Детство: биография места - Харри Юджин Крюс

Мы спустились по ступеням и вошли. Некоторые мужчины сидели в конце магазина на бочонках из-под гвоздей и стульях с перекладинами или на корточках, по-видимому, не занятые ничем кроме курения, жевания табака и разговоров.
Один из них подошел к прилавку, где мы остановились.
— Как ты, Алтон? — спросил он.
Дядя Алтон ответил:
— Мы в порядке. У тебя как, Джо?
— Нармальн, так скаать. Чем могу помочь?
— Полагаю, ты мож нам дать вот эти два холодных Ко-Колера.
Хозяин вытащил две колы из исцарапанной красной коробки за ним, и дядя Алтон заплатил ему. Он пошел туда, где сидели мужчины. Все они обращались к дяде Алтону коротко и легко, как люди, знающие друг друга всю жизнь.
Они говорили о погоде, в основном о дожде, и о всяких других вещах, которые люди, живущие за счет земли, обсуждают при встрече, с серьезностью, но и со смиренными нотками в голосе, дающим понять, что они общаются только чтобы скоротать время, и у них нет особого контроля над тем, о чем они говорят: о долгоносиках в хлопке, червях в бревнах, государственном распределении табачных полей, о высоких ценах на промышленные удобрения.

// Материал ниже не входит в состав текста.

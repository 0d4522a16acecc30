//! Handle identifiers.
//!
//! スケジューラが発行する不透明なトークンです。
//! tracker はこの値をリストの所属判定とキャンセルにしか使いません。

use serde::{Deserialize, Serialize};
use std::cell::Cell;
use std::fmt;

/// Identifier of a scheduled callback.
///
/// 同じカテゴリの未完了ハンドルの中で一意です。
#[repr(transparent)]
#[derive(Debug, Clone, Copy, PartialEq, Eq, Hash, PartialOrd, Ord, Serialize, Deserialize)]
#[serde(transparent)]
pub struct HandleId(u64);

impl HandleId {
    pub const fn new(raw: u64) -> Self {
        Self(raw)
    }

    pub const fn as_u64(&self) -> u64 {
        self.0
    }
}

impl From<u64> for HandleId {
    fn from(raw: u64) -> Self {
        Self::new(raw)
    }
}

impl fmt::Display for HandleId {
    fn fmt(&self, f: &mut fmt::Formatter<'_>) -> fmt::Result {
        write!(f, "handle-{}", self.0)
    }
}

/// HandleIdAllocator は単調増加の HandleId を払い出す
///
/// # Thread Safety
/// - シングルスレッド前提なので `Cell` で十分
/// - 1 から始まり、再利用はしない
#[derive(Debug)]
pub struct HandleIdAllocator {
    next: Cell<u64>,
}

impl HandleIdAllocator {
    pub fn new() -> Self {
        Self { next: Cell::new(1) }
    }

    pub fn next_id(&self) -> HandleId {
        let raw = self.next.get();
        self.next.set(raw + 1);
        HandleId::new(raw)
    }
}

impl Default for HandleIdAllocator {
    fn default() -> Self {
        Self::new()
    }
}

#[cfg(test)]
mod tests {
    use super::*;

    #[test]
    fn allocator_issues_unique_increasing_ids() {
        let ids = HandleIdAllocator::new();

        let id1 = ids.next_id();
        let id2 = ids.next_id();
        let id3 = ids.next_id();

        assert!(id1 < id2);
        assert!(id2 < id3);
        assert_eq!(id1.as_u64(), 1);
    }

    #[test]
    fn display_has_prefix() {
        assert_eq!(HandleId::new(7).to_string(), "handle-7");
    }

    #[test]
    fn serializes_as_plain_number() {
        let json = serde_json::to_string(&HandleId::new(42)).unwrap();
        assert_eq!(json, "42");
    }
}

Прошло не так уж много времени, когда дядя Алтон сказал, обыденно, словно это было чем-то, внезапно пришедшим ему на ум:
— Это сынок Рэя Крюза. Звать Харри.
Мужчины повернулись и долго смотрели на меня. Мне снова показалось, что для них разговоры о моем папе были чем-то абсолютно естественным, хотя он умер больше двадцати лет назад. Я не понял этого тогда и не понимал или не осознавал еще долгие годы, но дядя Алтон отвез меня на грузовике поговорить с людьми, знавшими папу, только из-за тех моих слов, сказанных ему на крыльце.
Возможно, сами мужчины понимали это или просто папа нравился им настолько, что одного упоминания его имени хватало, чтобы воскресить все известные им истории. Не придавая этому какого-то особого значения, они начали рассказывать о тех днях, когда папа был мальчуганом, о том, как много детей воспитывалось в его семье, о том, какими большими были семьи в те времена; в продолжение пошли разговоры о сестре моей бабушки, тете Белль, которая родила четырнадцать детей, и всем им удалось вырасти, и наконец о временах, когда одного из сыновей тети Белль, Орина Беннетта, застрелил на перегонке человек из правительства.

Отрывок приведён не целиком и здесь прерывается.